I agree with both TTBB, and RockStarParkingDude, relationship needs effort from both ends to run, you can't clap with one hand, but to make THIS happen, i think, if you're a MAN, then you gotta take initiative, step up, and make changes to improve the current situation.
--> Take the lead, and your girl will follow (and eventually you'll see changes)
Now, RockStarParkingDude had his point too, that you should not do things that you don't like to make her smile, don't force yourself.
BUT THE FACT IS, there are too many little things that you can do (and you won't hate to do) and make her day, yeah, do her sweet stuff, give her APPRECIATION, take the blames, sometimes, even if it's not your fault. I'm not telling you to be a smaller man than your girl but if you can be a man, and back down from a fight, clear the fire, and say sorry (even for nothing), she will most likely do the EXACT SAME, probably even more - how about a make up sex? It's always been hot.
You don't have to win in a fight every time, especially if you have already win the girl's heart. That's more than anything you'd want.
Thing is, that's the way relationship works. It has stages that you have to overcome, don't expect a relationship to be happy yappie all the time, you gotta accept that fact. Relationship is INDEED like a job, a life long one, once committed you have to work your best to top it off everytime, and you will get your salary paid well and probably even bonuses if you're good enough. Only difference is, this is a job that you want to enjoy, and won't feel tired doing.
Arguements are ALWAYS there in a relationship, the problem is - HOW ARE YOU DEALING WITH IT. If you're not doing a damn thing to improve this then it's your fault, if you're doing something but doing the WRONG Thing, then you gotta learn how to do it, and not leave when things happen.
Because, ultimately, I can guarantee that 99% in the rest of your life, you will NEVER get a perfect relationship ever, are you going to run away every time?
A great relationship is not about meeting the perfect other, but instead, making the perfect other.
And let me give you a final piece of advice. If you can't feel enjoy doing things for her, make changes for her, then from a man's point of view, you're not in it big time, not just for her, but for any girls in your life, you're just not prepared for a relationship. Period. Break off with her, DON'T WASTE HER TIME.
---> DO NOT always think what others can do for you, but think what you can do for others. All successful relationships, even BUSINESSMAN do that. If you're not gonna make changes because you're so afraid that she will not even reciprocate, then just screw that, you're not even trying.
And even if you have been trying, and still she's the same, you're not doing it enough.
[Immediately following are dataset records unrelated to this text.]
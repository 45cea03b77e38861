use chrono::{DateTime, Utc};
use serde::{Deserialize, Serialize};
use std::collections::BTreeMap;
use thiserror::Error;

use crate::model::{Answer, InterviewMeta, UserId};

/// Upper bound on questions per session. Longer lists are truncated at
/// creation, never rejected.
pub const MAX_QUESTIONS: usize = 10;

#[derive(Debug, Error, Clone, PartialEq, Eq)]
#[non_exhaustive]
pub enum SessionError {
    #[error("a session needs at least one question")]
    NoQuestions,

    #[error("index {index} out of range for {len} questions")]
    IndexOutOfRange { index: usize, len: usize },

    #[error("question {index} was skipped and cannot carry a score")]
    ScoreForSkipped { index: usize },

    #[error("session incomplete: {answered} of {total} questions answered")]
    Incomplete { answered: usize, total: usize },

    #[error("session state is corrupt: {0}")]
    CorruptState(String),
}

/// In-progress interview state: the questions being asked and everything
/// the user and the evaluator have produced so far.
///
/// Answers, feedbacks and scores are keyed by question index. A question
/// can hold an answer without feedback while its evaluation is in flight;
/// a score only ever exists for a non-skipped, answered question.
#[derive(Debug, Clone, PartialEq, Eq, Serialize, Deserialize)]
pub struct SessionState {
    questions: Vec<String>,
    answers: BTreeMap<usize, Answer>,
    feedbacks: BTreeMap<usize, String>,
    scores: BTreeMap<usize, u8>,
    current_index: usize,
}

impl SessionState {
    /// Starts a fresh session over the given questions.
    ///
    /// Question lists longer than [`MAX_QUESTIONS`] are truncated.
    ///
    /// # Errors
    ///
    /// Returns `SessionError::NoQuestions` for an empty list.
    pub fn new(mut questions: Vec<String>) -> Result<Self, SessionError> {
        if questions.is_empty() {
            return Err(SessionError::NoQuestions);
        }
        questions.truncate(MAX_QUESTIONS);
        Ok(Self {
            questions,
            answers: BTreeMap::new(),
            feedbacks: BTreeMap::new(),
            scores: BTreeMap::new(),
            current_index: 0,
        })
    }

    /// Rehydrates a session from cached progress.
    ///
    /// # Errors
    ///
    /// Returns `SessionError::NoQuestions` for an empty question list, and
    /// `SessionError::CorruptState` when the parts violate the session
    /// invariants: an index out of range, a score without a matching
    /// answer, or a score attached to a skipped question.
    pub fn from_parts(
        questions: Vec<String>,
        answers: BTreeMap<usize, Answer>,
        feedbacks: BTreeMap<usize, String>,
        scores: BTreeMap<usize, u8>,
        current_index: usize,
    ) -> Result<Self, SessionError> {
        let mut state = Self::new(questions)?;
        let len = state.questions.len();

        if current_index >= len {
            return Err(SessionError::CorruptState(format!(
                "current index {current_index} out of range for {len} questions"
            )));
        }
        if let Some(&index) = answers.keys().find(|&&index| index >= len) {
            return Err(SessionError::CorruptState(format!(
                "answer index {index} out of range for {len} questions"
            )));
        }
        if let Some(&index) = feedbacks.keys().find(|&&index| index >= len) {
            return Err(SessionError::CorruptState(format!(
                "feedback index {index} out of range for {len} questions"
            )));
        }
        for &index in scores.keys() {
            match answers.get(&index) {
                Some(Answer::Provided(_)) => {}
                Some(Answer::Skipped) => {
                    return Err(SessionError::CorruptState(format!(
                        "score recorded for skipped question {index}"
                    )));
                }
                None => {
                    return Err(SessionError::CorruptState(format!(
                        "score recorded for unanswered question {index}"
                    )));
                }
            }
        }

        state.answers = answers;
        state.feedbacks = feedbacks;
        state.scores = scores;
        state.current_index = current_index;
        Ok(state)
    }

    /// Records the user's answer at `index`, overwriting any earlier one.
    ///
    /// Recording a skip removes any score previously earned at that index,
    /// so revisiting and skipping a question never leaves a stale score.
    ///
    /// # Errors
    ///
    /// Returns `SessionError::IndexOutOfRange` for an index past the end
    /// of the question list.
    pub fn record_answer(&mut self, index: usize, answer: Answer) -> Result<(), SessionError> {
        self.check_index(index)?;
        if answer.is_skipped() {
            self.scores.remove(&index);
        }
        self.answers.insert(index, answer);
        Ok(())
    }

    /// Records evaluator output at `index`.
    ///
    /// Feedback always overwrites. `Some(score)` inserts a score clamped
    /// to 0..=10; `None` leaves existing scores untouched.
    ///
    /// # Errors
    ///
    /// Returns `SessionError::IndexOutOfRange` for a bad index and
    /// `SessionError::ScoreForSkipped` when a score arrives for a question
    /// the user skipped.
    pub fn record_evaluation(
        &mut self,
        index: usize,
        feedback: impl Into<String>,
        score: Option<u8>,
    ) -> Result<(), SessionError> {
        self.check_index(index)?;
        if let Some(score) = score {
            if matches!(self.answers.get(&index), Some(Answer::Skipped)) {
                return Err(SessionError::ScoreForSkipped { index });
            }
            self.scores.insert(index, score.min(10));
        }
        self.feedbacks.insert(index, feedback.into());
        Ok(())
    }

    /// Moves the cursor to the next question, capped at the last index.
    /// Returns the new position.
    pub fn advance(&mut self) -> usize {
        self.current_index = (self.current_index + 1).min(self.last_index());
        self.current_index
    }

    /// Steps the cursor back one question, floored at zero. Returns the
    /// new position.
    pub fn retreat(&mut self) -> usize {
        self.current_index = self.current_index.saturating_sub(1);
        self.current_index
    }

    fn check_index(&self, index: usize) -> Result<(), SessionError> {
        if index >= self.questions.len() {
            return Err(SessionError::IndexOutOfRange {
                index,
                len: self.questions.len(),
            });
        }
        Ok(())
    }

    #[must_use]
    pub fn questions(&self) -> &[String] {
        &self.questions
    }

    #[must_use]
    pub fn question(&self, index: usize) -> Option<&str> {
        self.questions.get(index).map(String::as_str)
    }

    #[must_use]
    pub fn answer(&self, index: usize) -> Option<&Answer> {
        self.answers.get(&index)
    }

    #[must_use]
    pub fn feedback(&self, index: usize) -> Option<&str> {
        self.feedbacks.get(&index).map(String::as_str)
    }

    #[must_use]
    pub fn answers(&self) -> &BTreeMap<usize, Answer> {
        &self.answers
    }

    #[must_use]
    pub fn feedbacks(&self) -> &BTreeMap<usize, String> {
        &self.feedbacks
    }

    #[must_use]
    pub fn scores(&self) -> &BTreeMap<usize, u8> {
        &self.scores
    }

    #[must_use]
    pub fn current_index(&self) -> usize {
        self.current_index
    }

    #[must_use]
    pub fn question_count(&self) -> usize {
        self.questions.len()
    }

    /// Index of the final question. Always valid: a session has at least
    /// one question.
    #[must_use]
    pub fn last_index(&self) -> usize {
        self.questions.len() - 1
    }

    #[must_use]
    pub fn answered_count(&self) -> usize {
        self.answers.len()
    }

    /// Whether every question has an answer (provided or skipped).
    #[must_use]
    pub fn is_complete(&self) -> bool {
        self.answers.len() == self.questions.len()
    }

    /// Mean of the recorded scores. Skipped and unevaluated questions are
    /// excluded from both numerator and denominator; no scores at all
    /// yields 0.0.
    #[must_use]
    pub fn average_score(&self) -> f64 {
        mean(self.scores.values().copied())
    }
}

/// A finished session in its persistable shape.
///
/// Only complete sessions are ever persisted; building a record from an
/// unfinished [`SessionState`] is an error, not a truncation.
#[derive(Debug, Clone, PartialEq, Serialize, Deserialize)]
pub struct SessionRecord {
    user_id: UserId,
    questions: Vec<String>,
    answers: Vec<Answer>,
    feedbacks: Vec<String>,
    scores: BTreeMap<usize, u8>,
    meta: InterviewMeta,
    created_at: DateTime<Utc>,
}

impl SessionRecord {
    /// Builds the persistable record for a finished session.
    ///
    /// `created_at` is assigned here, at persist time, not when the
    /// session started.
    ///
    /// # Errors
    ///
    /// Returns `SessionError::Incomplete` while any question is still
    /// unanswered.
    pub fn from_state(
        user_id: UserId,
        meta: InterviewMeta,
        state: &SessionState,
        created_at: DateTime<Utc>,
    ) -> Result<Self, SessionError> {
        let total = state.question_count();
        let mut answers = Vec::with_capacity(total);
        let mut feedbacks = Vec::with_capacity(total);
        for index in 0..total {
            let Some(answer) = state.answer(index) else {
                return Err(SessionError::Incomplete {
                    answered: state.answered_count(),
                    total,
                });
            };
            answers.push(answer.clone());
            feedbacks.push(state.feedback(index).unwrap_or_default().to_string());
        }

        Ok(Self {
            user_id,
            questions: state.questions.clone(),
            answers,
            feedbacks,
            scores: state.scores.clone(),
            meta,
            created_at,
        })
    }

    /// Rehydrates a record from persisted storage.
    ///
    /// Score values are clamped to 0..=10.
    ///
    /// # Errors
    ///
    /// Returns `SessionError::NoQuestions` for an empty question list and
    /// `SessionError::CorruptState` when the columns do not line up: the
    /// answer or feedback list differs in length from the questions, or a
    /// score points at a skipped or missing answer.
    #[allow(clippy::too_many_arguments)]
    pub fn from_persisted(
        user_id: UserId,
        questions: Vec<String>,
        answers: Vec<Answer>,
        feedbacks: Vec<String>,
        scores: BTreeMap<usize, u8>,
        meta: InterviewMeta,
        created_at: DateTime<Utc>,
    ) -> Result<Self, SessionError> {
        if questions.is_empty() {
            return Err(SessionError::NoQuestions);
        }
        if answers.len() != questions.len() {
            return Err(SessionError::CorruptState(format!(
                "{} answers for {} questions",
                answers.len(),
                questions.len()
            )));
        }
        if feedbacks.len() != questions.len() {
            return Err(SessionError::CorruptState(format!(
                "{} feedbacks for {} questions",
                feedbacks.len(),
                questions.len()
            )));
        }
        for &index in scores.keys() {
            match answers.get(index) {
                Some(Answer::Provided(_)) => {}
                Some(Answer::Skipped) => {
                    return Err(SessionError::CorruptState(format!(
                        "score recorded for skipped question {index}"
                    )));
                }
                None => {
                    return Err(SessionError::CorruptState(format!(
                        "score index {index} out of range for {} questions",
                        questions.len()
                    )));
                }
            }
        }
        let scores = scores
            .into_iter()
            .map(|(index, score)| (index, score.min(10)))
            .collect();

        Ok(Self {
            user_id,
            questions,
            answers,
            feedbacks,
            scores,
            meta,
            created_at,
        })
    }

    #[must_use]
    pub fn user_id(&self) -> &UserId {
        &self.user_id
    }

    #[must_use]
    pub fn questions(&self) -> &[String] {
        &self.questions
    }

    #[must_use]
    pub fn answers(&self) -> &[Answer] {
        &self.answers
    }

    #[must_use]
    pub fn feedbacks(&self) -> &[String] {
        &self.feedbacks
    }

    #[must_use]
    pub fn scores(&self) -> &BTreeMap<usize, u8> {
        &self.scores
    }

    #[must_use]
    pub fn meta(&self) -> &InterviewMeta {
        &self.meta
    }

    #[must_use]
    pub fn created_at(&self) -> DateTime<Utc> {
        self.created_at
    }

    /// Mean of this session's scores, 0.0 when no question was scored.
    #[must_use]
    pub fn average_score(&self) -> f64 {
        mean(self.scores.values().copied())
    }
}

fn mean(values: impl Iterator<Item = u8>) -> f64 {
    let mut sum = 0_u32;
    let mut count = 0_u32;
    for value in values {
        sum += u32::from(value);
        count += 1;
    }
    if count == 0 {
        0.0
    } else {
        f64::from(sum) / f64::from(count)
    }
}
How about tweaking it up a 300% and see how things will flow?
"So you mean I have to work more than her to get this relationship straight?" Well, if you're thinking about this question, then you gotta drop it. Relationship, especially true love, is a selfless mechanism. I'm pretty sure, if you can do ALOT ALOT more and tip it off each time, you will eventually get out of this "Messed up period" of your relationship, and then things will go back to the same old sweet days again. I can almost promise that.